■ **Input material**:
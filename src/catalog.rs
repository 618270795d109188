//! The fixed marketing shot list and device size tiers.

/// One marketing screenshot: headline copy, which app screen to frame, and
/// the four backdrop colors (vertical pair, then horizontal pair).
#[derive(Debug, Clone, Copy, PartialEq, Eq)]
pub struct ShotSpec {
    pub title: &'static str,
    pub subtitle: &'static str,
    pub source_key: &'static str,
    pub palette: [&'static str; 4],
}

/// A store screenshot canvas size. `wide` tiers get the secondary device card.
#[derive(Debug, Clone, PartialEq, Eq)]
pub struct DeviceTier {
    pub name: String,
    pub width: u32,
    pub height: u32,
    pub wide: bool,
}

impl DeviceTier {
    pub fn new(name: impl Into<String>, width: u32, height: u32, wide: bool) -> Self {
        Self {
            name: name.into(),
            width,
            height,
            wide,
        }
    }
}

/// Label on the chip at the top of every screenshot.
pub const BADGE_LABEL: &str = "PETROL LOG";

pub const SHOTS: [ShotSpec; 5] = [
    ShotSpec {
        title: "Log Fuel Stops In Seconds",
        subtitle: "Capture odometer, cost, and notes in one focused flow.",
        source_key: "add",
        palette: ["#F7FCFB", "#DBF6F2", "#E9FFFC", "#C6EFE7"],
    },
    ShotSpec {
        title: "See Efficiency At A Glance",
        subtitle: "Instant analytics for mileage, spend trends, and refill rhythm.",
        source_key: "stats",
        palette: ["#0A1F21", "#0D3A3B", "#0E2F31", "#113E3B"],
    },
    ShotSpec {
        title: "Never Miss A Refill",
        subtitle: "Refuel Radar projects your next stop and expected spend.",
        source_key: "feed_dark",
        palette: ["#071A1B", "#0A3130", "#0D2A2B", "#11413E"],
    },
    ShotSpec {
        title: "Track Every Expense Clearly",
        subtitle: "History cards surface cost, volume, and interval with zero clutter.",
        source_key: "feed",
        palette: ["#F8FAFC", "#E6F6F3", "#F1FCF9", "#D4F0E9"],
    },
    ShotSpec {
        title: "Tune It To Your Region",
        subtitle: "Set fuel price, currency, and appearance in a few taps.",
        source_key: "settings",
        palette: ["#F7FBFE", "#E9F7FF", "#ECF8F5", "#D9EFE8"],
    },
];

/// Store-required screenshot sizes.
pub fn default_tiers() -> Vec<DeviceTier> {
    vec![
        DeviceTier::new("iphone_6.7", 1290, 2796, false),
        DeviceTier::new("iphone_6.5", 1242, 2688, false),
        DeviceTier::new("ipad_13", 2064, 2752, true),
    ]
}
---
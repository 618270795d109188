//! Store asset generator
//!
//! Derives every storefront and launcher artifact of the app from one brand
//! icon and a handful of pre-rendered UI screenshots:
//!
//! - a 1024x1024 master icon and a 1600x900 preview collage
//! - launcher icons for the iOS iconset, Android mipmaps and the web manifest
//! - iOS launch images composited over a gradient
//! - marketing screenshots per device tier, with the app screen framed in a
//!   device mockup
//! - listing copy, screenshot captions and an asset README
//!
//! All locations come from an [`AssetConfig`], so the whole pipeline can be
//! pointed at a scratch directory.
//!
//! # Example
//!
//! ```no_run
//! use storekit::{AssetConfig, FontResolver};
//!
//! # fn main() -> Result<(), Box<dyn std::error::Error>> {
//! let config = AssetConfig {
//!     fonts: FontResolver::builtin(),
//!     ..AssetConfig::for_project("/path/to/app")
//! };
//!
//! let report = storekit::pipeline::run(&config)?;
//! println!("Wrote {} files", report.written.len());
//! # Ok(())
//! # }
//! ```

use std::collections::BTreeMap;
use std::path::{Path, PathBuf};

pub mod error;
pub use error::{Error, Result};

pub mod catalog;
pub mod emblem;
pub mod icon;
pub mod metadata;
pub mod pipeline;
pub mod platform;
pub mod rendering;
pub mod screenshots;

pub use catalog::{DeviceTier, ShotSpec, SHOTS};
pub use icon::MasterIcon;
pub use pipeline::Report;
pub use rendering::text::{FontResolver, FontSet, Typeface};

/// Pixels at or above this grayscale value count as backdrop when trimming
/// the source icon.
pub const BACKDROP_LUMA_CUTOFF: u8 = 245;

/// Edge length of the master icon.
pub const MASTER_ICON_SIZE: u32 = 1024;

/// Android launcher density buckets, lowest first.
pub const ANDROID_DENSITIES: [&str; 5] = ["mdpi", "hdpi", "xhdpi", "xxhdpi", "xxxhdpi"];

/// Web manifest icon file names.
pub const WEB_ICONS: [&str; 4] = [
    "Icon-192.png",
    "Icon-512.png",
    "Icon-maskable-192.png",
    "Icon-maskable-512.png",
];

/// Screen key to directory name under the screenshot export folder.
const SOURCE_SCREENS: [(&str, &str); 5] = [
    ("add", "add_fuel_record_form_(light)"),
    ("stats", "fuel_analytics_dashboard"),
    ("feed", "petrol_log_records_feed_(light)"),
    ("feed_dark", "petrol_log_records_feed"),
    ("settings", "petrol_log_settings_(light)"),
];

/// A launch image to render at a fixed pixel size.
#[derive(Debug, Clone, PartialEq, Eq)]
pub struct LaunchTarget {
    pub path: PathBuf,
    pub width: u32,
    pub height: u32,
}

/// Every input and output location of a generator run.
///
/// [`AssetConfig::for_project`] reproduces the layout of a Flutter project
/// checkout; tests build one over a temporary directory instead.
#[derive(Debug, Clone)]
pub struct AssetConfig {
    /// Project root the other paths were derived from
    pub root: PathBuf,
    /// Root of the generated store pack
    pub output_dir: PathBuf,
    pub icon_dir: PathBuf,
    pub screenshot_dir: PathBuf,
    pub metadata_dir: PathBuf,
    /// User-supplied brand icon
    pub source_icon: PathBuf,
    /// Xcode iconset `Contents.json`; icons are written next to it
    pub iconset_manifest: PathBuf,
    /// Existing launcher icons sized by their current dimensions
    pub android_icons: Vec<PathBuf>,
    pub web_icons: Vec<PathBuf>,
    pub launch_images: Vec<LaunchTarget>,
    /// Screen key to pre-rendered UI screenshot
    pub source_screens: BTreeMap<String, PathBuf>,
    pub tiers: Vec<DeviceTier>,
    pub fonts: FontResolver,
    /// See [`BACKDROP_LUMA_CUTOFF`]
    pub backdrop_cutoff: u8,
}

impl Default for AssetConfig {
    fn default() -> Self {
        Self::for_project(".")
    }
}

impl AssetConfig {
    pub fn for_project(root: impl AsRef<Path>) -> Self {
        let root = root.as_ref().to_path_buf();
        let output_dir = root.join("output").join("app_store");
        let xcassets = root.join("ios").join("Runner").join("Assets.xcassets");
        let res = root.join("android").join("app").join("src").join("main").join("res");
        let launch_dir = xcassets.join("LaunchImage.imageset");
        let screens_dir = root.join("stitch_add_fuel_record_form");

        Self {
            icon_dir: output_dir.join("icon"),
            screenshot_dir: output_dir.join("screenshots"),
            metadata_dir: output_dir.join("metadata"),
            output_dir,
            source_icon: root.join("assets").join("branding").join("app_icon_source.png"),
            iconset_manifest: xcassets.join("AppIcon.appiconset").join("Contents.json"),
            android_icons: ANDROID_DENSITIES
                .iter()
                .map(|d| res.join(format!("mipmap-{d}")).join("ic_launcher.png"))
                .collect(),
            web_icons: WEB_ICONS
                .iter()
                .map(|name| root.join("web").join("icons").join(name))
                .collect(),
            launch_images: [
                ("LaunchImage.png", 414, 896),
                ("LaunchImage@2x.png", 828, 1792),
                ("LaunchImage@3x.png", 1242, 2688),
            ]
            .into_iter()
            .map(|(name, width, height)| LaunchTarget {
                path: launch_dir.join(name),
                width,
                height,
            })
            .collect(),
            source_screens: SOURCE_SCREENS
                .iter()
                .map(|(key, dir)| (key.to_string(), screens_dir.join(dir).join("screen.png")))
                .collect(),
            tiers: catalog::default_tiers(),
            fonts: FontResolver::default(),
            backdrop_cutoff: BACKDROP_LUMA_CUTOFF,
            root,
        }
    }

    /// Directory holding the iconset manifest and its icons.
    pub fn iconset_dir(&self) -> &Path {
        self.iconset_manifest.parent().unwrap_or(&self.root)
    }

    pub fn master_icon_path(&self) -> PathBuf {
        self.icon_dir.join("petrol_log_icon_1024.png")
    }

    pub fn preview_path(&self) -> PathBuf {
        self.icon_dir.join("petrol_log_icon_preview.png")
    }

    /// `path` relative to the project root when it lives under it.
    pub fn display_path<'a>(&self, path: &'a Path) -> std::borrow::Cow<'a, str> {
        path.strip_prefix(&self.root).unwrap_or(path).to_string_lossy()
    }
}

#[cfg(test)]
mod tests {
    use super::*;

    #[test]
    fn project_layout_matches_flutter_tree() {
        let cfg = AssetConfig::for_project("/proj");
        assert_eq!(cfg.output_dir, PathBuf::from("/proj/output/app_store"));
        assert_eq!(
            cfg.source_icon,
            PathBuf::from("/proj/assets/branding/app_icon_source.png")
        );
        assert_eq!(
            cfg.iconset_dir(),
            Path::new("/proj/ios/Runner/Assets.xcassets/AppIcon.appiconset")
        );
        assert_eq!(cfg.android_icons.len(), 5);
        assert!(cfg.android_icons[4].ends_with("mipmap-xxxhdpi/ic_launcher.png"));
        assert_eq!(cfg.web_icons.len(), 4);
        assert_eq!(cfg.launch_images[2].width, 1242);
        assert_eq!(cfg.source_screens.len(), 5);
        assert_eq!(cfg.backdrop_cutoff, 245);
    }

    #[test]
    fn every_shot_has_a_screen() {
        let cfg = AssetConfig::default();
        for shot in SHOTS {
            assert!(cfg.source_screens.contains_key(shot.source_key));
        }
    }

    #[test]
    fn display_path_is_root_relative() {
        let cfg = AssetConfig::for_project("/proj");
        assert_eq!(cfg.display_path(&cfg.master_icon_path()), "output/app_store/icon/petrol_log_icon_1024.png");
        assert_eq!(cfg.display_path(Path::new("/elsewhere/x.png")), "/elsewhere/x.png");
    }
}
* * *
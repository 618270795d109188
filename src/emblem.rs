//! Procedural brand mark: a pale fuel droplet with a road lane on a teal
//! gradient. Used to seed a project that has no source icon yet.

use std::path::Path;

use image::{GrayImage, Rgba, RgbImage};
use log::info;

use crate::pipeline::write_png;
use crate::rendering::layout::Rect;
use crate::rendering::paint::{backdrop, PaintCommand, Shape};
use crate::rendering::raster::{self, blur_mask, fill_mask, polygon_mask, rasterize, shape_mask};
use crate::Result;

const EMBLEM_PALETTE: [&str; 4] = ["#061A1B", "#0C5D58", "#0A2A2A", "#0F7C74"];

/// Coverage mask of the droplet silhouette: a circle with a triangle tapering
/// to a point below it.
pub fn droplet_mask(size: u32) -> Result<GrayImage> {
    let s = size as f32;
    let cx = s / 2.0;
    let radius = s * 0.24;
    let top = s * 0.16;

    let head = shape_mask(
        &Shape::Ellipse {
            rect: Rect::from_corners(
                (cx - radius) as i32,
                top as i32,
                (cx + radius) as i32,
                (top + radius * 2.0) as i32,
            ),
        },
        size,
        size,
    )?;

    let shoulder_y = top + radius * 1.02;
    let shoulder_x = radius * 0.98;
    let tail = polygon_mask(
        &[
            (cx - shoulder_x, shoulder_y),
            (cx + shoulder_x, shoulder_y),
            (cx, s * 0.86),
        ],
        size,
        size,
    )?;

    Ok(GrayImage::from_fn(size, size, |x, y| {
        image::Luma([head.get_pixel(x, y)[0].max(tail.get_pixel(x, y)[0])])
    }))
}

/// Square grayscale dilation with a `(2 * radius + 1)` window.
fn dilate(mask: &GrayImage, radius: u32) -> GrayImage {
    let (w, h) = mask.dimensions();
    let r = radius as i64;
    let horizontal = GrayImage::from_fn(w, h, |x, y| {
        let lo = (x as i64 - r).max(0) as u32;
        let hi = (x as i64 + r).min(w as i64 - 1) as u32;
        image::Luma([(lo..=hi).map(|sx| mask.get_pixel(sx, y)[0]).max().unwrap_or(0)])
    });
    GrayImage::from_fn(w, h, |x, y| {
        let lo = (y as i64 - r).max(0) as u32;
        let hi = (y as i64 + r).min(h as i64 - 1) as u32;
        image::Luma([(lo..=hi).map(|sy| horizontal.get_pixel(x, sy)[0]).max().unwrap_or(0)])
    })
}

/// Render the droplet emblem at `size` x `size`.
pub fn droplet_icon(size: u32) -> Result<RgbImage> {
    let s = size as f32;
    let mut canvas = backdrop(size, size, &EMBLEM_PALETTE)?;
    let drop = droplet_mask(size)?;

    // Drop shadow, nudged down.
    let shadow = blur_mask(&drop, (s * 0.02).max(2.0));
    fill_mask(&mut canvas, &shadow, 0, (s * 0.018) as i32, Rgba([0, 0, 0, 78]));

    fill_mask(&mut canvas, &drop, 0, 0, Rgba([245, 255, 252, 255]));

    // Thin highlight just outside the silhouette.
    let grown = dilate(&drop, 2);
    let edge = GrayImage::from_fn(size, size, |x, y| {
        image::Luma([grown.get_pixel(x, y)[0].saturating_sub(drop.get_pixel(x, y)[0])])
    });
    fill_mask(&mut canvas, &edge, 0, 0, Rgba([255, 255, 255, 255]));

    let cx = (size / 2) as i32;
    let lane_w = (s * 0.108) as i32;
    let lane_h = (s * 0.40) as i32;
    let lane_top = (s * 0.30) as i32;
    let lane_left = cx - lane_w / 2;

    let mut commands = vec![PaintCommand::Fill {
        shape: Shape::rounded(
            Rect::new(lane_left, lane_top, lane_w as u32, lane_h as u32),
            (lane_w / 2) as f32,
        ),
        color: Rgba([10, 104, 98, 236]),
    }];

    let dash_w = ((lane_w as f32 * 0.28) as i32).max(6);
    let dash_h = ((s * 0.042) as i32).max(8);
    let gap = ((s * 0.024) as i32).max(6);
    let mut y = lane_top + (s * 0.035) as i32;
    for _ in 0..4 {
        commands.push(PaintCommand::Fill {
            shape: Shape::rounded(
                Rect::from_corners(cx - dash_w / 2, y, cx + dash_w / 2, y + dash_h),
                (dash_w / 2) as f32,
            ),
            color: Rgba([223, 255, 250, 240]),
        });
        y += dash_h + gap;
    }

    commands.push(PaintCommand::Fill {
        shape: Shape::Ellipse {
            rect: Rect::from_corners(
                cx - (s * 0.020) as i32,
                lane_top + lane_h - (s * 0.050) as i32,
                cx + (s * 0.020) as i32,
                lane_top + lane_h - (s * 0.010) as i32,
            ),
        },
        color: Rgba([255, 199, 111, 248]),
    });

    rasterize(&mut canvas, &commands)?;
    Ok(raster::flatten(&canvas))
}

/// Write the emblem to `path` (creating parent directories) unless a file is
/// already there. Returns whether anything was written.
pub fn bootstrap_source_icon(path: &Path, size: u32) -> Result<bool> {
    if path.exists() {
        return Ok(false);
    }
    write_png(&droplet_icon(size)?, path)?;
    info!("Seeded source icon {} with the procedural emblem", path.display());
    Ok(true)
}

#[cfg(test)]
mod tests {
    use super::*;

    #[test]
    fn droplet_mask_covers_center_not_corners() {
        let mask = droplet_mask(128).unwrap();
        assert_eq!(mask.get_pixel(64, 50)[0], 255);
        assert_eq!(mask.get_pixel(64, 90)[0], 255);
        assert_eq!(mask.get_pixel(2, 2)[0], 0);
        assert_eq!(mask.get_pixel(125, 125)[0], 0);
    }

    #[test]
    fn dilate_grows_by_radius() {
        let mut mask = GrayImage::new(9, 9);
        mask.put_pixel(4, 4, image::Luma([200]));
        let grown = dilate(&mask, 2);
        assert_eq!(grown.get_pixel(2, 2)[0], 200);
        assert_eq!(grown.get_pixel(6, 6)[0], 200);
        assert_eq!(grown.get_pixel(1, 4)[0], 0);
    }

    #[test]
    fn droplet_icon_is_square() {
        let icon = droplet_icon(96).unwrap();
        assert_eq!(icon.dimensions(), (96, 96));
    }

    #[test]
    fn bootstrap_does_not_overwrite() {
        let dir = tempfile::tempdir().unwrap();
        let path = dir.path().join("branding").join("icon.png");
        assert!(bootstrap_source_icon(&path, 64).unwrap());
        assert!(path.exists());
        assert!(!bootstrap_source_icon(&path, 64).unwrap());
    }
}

■ **What you should do**: From the listing above, return the lines starting at the one with "pub mod metadata;" and ending at the one with "#[derive(Debug, Clone)]", both kept, exactly as they appear and nothing more.

■ **Response to this exercise**:
pub mod metadata;
pub mod pipeline;
pub mod platform;
pub mod rendering;
pub mod screenshots;

pub use catalog::{DeviceTier, ShotSpec, SHOTS};
pub use icon::MasterIcon;
pub use pipeline::Report;
pub use rendering::text::{FontResolver, FontSet, Typeface};

/// Pixels at or above this grayscale value count as backdrop when trimming
/// the source icon.
pub const BACKDROP_LUMA_CUTOFF: u8 = 245;

/// Edge length of the master icon.
pub const MASTER_ICON_SIZE: u32 = 1024;

/// Android launcher density buckets, lowest first.
pub const ANDROID_DENSITIES: [&str; 5] = ["mdpi", "hdpi", "xhdpi", "xxhdpi", "xxxhdpi"];

/// Web manifest icon file names.
pub const WEB_ICONS: [&str; 4] = [
    "Icon-192.png",
    "Icon-512.png",
    "Icon-maskable-192.png",
    "Icon-maskable-512.png",
];

/// Screen key to directory name under the screenshot export folder.
const SOURCE_SCREENS: [(&str, &str); 5] = [
    ("add", "add_fuel_record_form_(light)"),
    ("stats", "fuel_analytics_dashboard"),
    ("feed", "petrol_log_records_feed_(light)"),
    ("feed_dark", "petrol_log_records_feed"),
    ("settings", "petrol_log_settings_(light)"),
];

/// A launch image to render at a fixed pixel size.
#[derive(Debug, Clone, PartialEq, Eq)]
pub struct LaunchTarget {
    pub path: PathBuf,
    pub width: u32,
    pub height: u32,
}

/// Every input and output location of a generator run.
///
/// [`AssetConfig::for_project`] reproduces the layout of a Flutter project
/// checkout; tests build one over a temporary directory instead.
#[derive(Debug, Clone)]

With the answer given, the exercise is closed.